In this study, age and sex were found to be risk factors for fracture in patients with diabetes, which meet the accepted notion that they are the most important determinants for fracture. Moreover, it is rational that height, weight and BMI were found to be related risk factors for fracture, since reduced mechanical load on the bones of thin patients is detrimental to bone formation, making them more susceptible to fracture [68]. A correlation between elevated DBP and fractures was also found in this study. No correlation between DBP and fracture has been reported yet, and the results from ML algorithms may provide a new direction for its exploration.
Our study indicated a long duration of diabetes was found to be a risk factor for fractures in individuals with diabetes. Numerous consequences, including renal toxicity, vasculopathy, and vitamin D insufficiency, can arise from long-term diabetes, which may interfere with calcium reabsorption by renal tubules and cause a significant loss of trace elements through urine, subsequently resulting in increased bone resorption and increased bone fragility [69]. Furthermore, TC and HDL levels were found to be positively correlated with the incidence of fracture, which may be explained by their effects on the differentiation and formation of osteoclasts [70].

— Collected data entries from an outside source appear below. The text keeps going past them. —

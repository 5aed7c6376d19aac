//! JSON document form of a [`SpatialData`] container.
//!
//! Elements are grouped by collection. An element bound under several
//! names is written once, under its first binding; the other bindings
//! are listed as aliases. Every element is re-validated on read.

use serde::{Deserialize, Serialize};
use std::collections::BTreeMap;
use std::fs::File;
use std::io::{BufReader, BufWriter};
use std::path::{Path, PathBuf};

use super::SpatialData;
use crate::error::{Result, SpatialDataError};
use crate::model::{ElementKind, Points, RasterElement, Shapes, SpatialElement, Table};

#[derive(Debug, Default, Serialize, Deserialize)]
struct Document {
    #[serde(default, skip_serializing_if = "BTreeMap::is_empty")]
    images: BTreeMap<String, RasterElement>,
    #[serde(default, skip_serializing_if = "BTreeMap::is_empty")]
    labels: BTreeMap<String, RasterElement>,
    #[serde(default, skip_serializing_if = "BTreeMap::is_empty")]
    points: BTreeMap<String, Points>,
    #[serde(default, skip_serializing_if = "BTreeMap::is_empty")]
    shapes: BTreeMap<String, Shapes>,
    #[serde(default, skip_serializing_if = "Vec::is_empty")]
    aliases: Vec<Alias>,
    #[serde(default, skip_serializing_if = "Option::is_none")]
    table: Option<Table>,
}

#[derive(Debug, Serialize, Deserialize)]
struct Alias {
    kind: ElementKind,
    name: String,
    /// Binding the alias points at.
    target_kind: ElementKind,
    target: String,
}

impl Document {
    fn from_container(sdata: &SpatialData) -> Self {
        let mut doc = Document {
            table: sdata.table.clone(),
            ..Default::default()
        };
        let mut written: BTreeMap<super::ElementId, (ElementKind, String)> = BTreeMap::new();
        for (kind, names) in &sdata.bindings {
            for (name, id) in names {
                if let Some((target_kind, target)) = written.get(id) {
                    doc.aliases.push(Alias {
                        kind: *kind,
                        name: name.clone(),
                        target_kind: *target_kind,
                        target: target.clone(),
                    });
                    continue;
                }
                let Some(element) = sdata.get(*id) else {
                    continue;
                };
                match (kind, element.clone()) {
                    (ElementKind::Images, SpatialElement::Raster(r)) => {
                        doc.images.insert(name.clone(), r);
                    }
                    (ElementKind::Labels, SpatialElement::Raster(r)) => {
                        doc.labels.insert(name.clone(), r);
                    }
                    (ElementKind::Points, SpatialElement::Points(p)) => {
                        doc.points.insert(name.clone(), p);
                    }
                    (ElementKind::Shapes, SpatialElement::Shapes(s)) => {
                        doc.shapes.insert(name.clone(), s);
                    }
                    _ => continue,
                }
                written.insert(*id, (*kind, name.clone()));
            }
        }
        doc
    }

    fn into_container(self) -> Result<SpatialData> {
        let mut sdata = SpatialData::new();
        for (name, image) in self.images {
            sdata.add_image(name, image)?;
        }
        for (name, labels) in self.labels {
            sdata.add_labels(name, labels)?;
        }
        for (name, points) in self.points {
            sdata.add_points(name, points)?;
        }
        for (name, shapes) in self.shapes {
            sdata.add_shapes(name, shapes)?;
        }
        for alias in self.aliases {
            let id = sdata
                .id(alias.target_kind, &alias.target)
                .ok_or(SpatialDataError::ElementNotFound)?;
            sdata.alias(alias.kind, alias.name, id)?;
        }
        if let Some(table) = self.table {
            sdata.set_table(table)?;
        }
        Ok(sdata)
    }
}

/// Reads a container from a JSON file.
///
/// # Errors
/// Returns an error if the file cannot be read or parsed, or if an
/// element fails its schema.
pub fn read_spatialdata_json(path: &Path) -> Result<SpatialData> {
    let file = File::open(path).map_err(SpatialDataError::Io)?;
    let reader = BufReader::new(file);

    let doc: Document =
        serde_json::from_reader(reader).map_err(|source| SpatialDataError::JsonParse {
            path: path.to_path_buf(),
            source,
        })?;
    doc.into_container()
}

/// Writes a container to a JSON file.
pub fn write_spatialdata_json(path: &Path, sdata: &SpatialData) -> Result<()> {
    let file = File::create(path).map_err(SpatialDataError::Io)?;
    let writer = BufWriter::new(file);

    serde_json::to_writer_pretty(writer, &Document::from_container(sdata)).map_err(|source| {
        SpatialDataError::JsonWrite {
            path: path.to_path_buf(),
            source,
        }
    })
}

/// Reads a container from a JSON string.
pub fn from_json_str(json: &str) -> Result<SpatialData> {
    from_json_slice(json.as_bytes())
}

/// Reads a container from JSON bytes.
pub fn from_json_slice(bytes: &[u8]) -> Result<SpatialData> {
    let doc: Document =
        serde_json::from_slice(bytes).map_err(|source| SpatialDataError::JsonParse {
            path: PathBuf::from("<memory>"),
            source,
        })?;
    doc.into_container()
}

/// Writes a container to a pretty-printed JSON string.
pub fn to_json_string(sdata: &SpatialData) -> std::result::Result<String, serde_json::Error> {
    serde_json::to_string_pretty(&Document::from_container(sdata))
}

#[cfg(test)]
mod tests {
    use super::*;
    use crate::error::ErrorCategory;
    use crate::model::{
        Axis, Column, DataFrame, DenseArray, PointsModel, PointsParseOptions, RasterModel,
        RasterParseOptions, ScaleFactor, TableLinkage, TableModel,
    };
    use crate::transform::{Transformation, Transformations};

    fn sample() -> SpatialData {
        let image = RasterModel::Image2D
            .parse_array(
                DenseArray::zeros(&[2, 8, 8]),
                RasterParseOptions::new()
                    .with_scale_factors([ScaleFactor::Uniform(2)])
                    .with_transformations(Transformations::new().with(
                        "global",
                        Transformation::scale([0.5, 0.5], [Axis::Y, Axis::X]).unwrap(),
                    )),
            )
            .unwrap();
        let annotation = DataFrame::new()
            .with_column("gene", Column::strings(&["a", "b", "a"]))
            .unwrap();
        let points = PointsModel::parse_array(
            &DenseArray::zeros(&[3, 2]),
            Some(&annotation),
            PointsParseOptions::new().with_feature_key("gene"),
        )
        .unwrap();
        let obs = DataFrame::new()
            .with_column("instance_id", Column::Int64(vec![0, 1, 2]))
            .unwrap();
        let table = TableModel::parse(
            Table::new(DenseArray::zeros(&[3, 4]), obs).unwrap(),
            TableLinkage::single("points/transcripts", "instance_id"),
        )
        .unwrap();
        let mut sdata = SpatialData::new()
            .with_image("img", image)
            .unwrap()
            .with_points("transcripts", points)
            .unwrap()
            .with_table(table)
            .unwrap();
        let id = sdata.id(ElementKind::Images, "img").unwrap();
        sdata.alias(ElementKind::Images, "img_again", id).unwrap();
        sdata
    }

    #[test]
    fn test_json_roundtrip() {
        let original = sample();
        let json = to_json_string(&original).expect("serialization failed");
        let restored = from_json_str(&json).expect("deserialization failed");

        assert_eq!(restored.len(), original.len());
        assert_eq!(restored.coordinate_systems(), original.coordinate_systems());
        assert_eq!(restored.get_image("img"), original.get_image("img"));
        assert_eq!(restored.get_points("transcripts"), original.get_points("transcripts"));
        assert_eq!(restored.table(), original.table());

        let id = restored.id(ElementKind::Images, "img").unwrap();
        assert_eq!(restored.id(ElementKind::Images, "img_again"), Some(id));
    }

    #[test]
    fn test_invalid_element_rejected_on_read() {
        let json = r#"{
            "shapes": {
                "circles": {
                    "geometry": [{"type": "Point", "coordinates": [0.0, 0.0]}],
                    "transformations": {"global": {"type": "identity"}}
                }
            }
        }"#;
        let err = from_json_str(json).unwrap_err();
        assert_eq!(err.category(), ErrorCategory::Structural);
    }

    #[test]
    fn test_transformation_outside_element_axes_rejected_on_read() {
        let json = r#"{
            "shapes": {
                "poly": {
                    "geometry": [{
                        "type": "Polygon",
                        "coordinates": {"exterior": [[0.0, 0.0], [1.0, 0.0], [0.0, 1.0], [0.0, 0.0]]}
                    }],
                    "transformations": {
                        "global": {"type": "identity"},
                        "zspace": {"type": "scale", "scale": [2.0], "axes": ["z"]}
                    }
                }
            }
        }"#;
        let err = from_json_str(json).unwrap_err();
        assert!(matches!(err, SpatialDataError::InvalidTransformation(_)));

        let planar = json.replace(r#""axes": ["z"]"#, r#""axes": ["x"]"#);
        let sdata = from_json_str(&planar).unwrap();
        assert_eq!(sdata.coordinate_systems(), vec!["global", "zspace"]);
    }

    #[test]
    fn test_table_rows_outside_region_list_rejected_on_read() {
        let mut sdata = sample();
        let mut table = sdata.take_table().unwrap();
        table
            .set_obs_column("region", Column::strings(&["points/transcripts"; 3]))
            .unwrap();
        table.attrs = Some(crate::model::TableAttrs {
            region: Some(crate::model::NameSpec::from(&["points/transcripts"][..])),
            region_key: Some("region".into()),
            instance_key: Some("instance_id".into()),
        });
        sdata.set_table(table).unwrap();
        let mut value: serde_json::Value =
            serde_json::from_str(&to_json_string(&sdata).unwrap()).unwrap();
        value["table"]["attrs"]["region"] = serde_json::json!(["points/other"]);
        let err = from_json_str(&value.to_string()).unwrap_err();
        assert!(matches!(err, SpatialDataError::RegionLinkage(_)));
    }

    #[test]
    fn test_malformed_json() {
        let err = from_json_str("{ not json").unwrap_err();
        assert!(matches!(err, SpatialDataError::JsonParse { .. }));
    }
}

The study has several advantages over traditional fracture prediction tools. First, these ML algorithms are easy to implement and have good community support. Second, unlike other prediction tools, the ML methods proposed in this study include clinical indicators associated with diabetes, which makes the risk prediction of diabetic-related fracture more reasonable. Finally, the study used the feature selection approach to identify factors that have a significant influence on risk of fracture in individuals with diabetes from dozens of possible risk factors, which helps primary health care providers predict fracture risk in diabetic populations more quickly and accurately. However, there are some limitations in this study. First, there is no certainty that the study's findings are representative because it relied on a cross-sectional survey, which only caught a population at one point in time. Second, this single-center study was based on the clinical medical record data from one hospital, which has not been verified by an external database, and the sample size collected is small, so multi-center research must be conducted to expand and confirm the model's effectiveness. Third, some medical history data were not included, such as presence of menopause, drinking history, smoking history, and fall history, which should be included in future studies to build a more accurate prediction model.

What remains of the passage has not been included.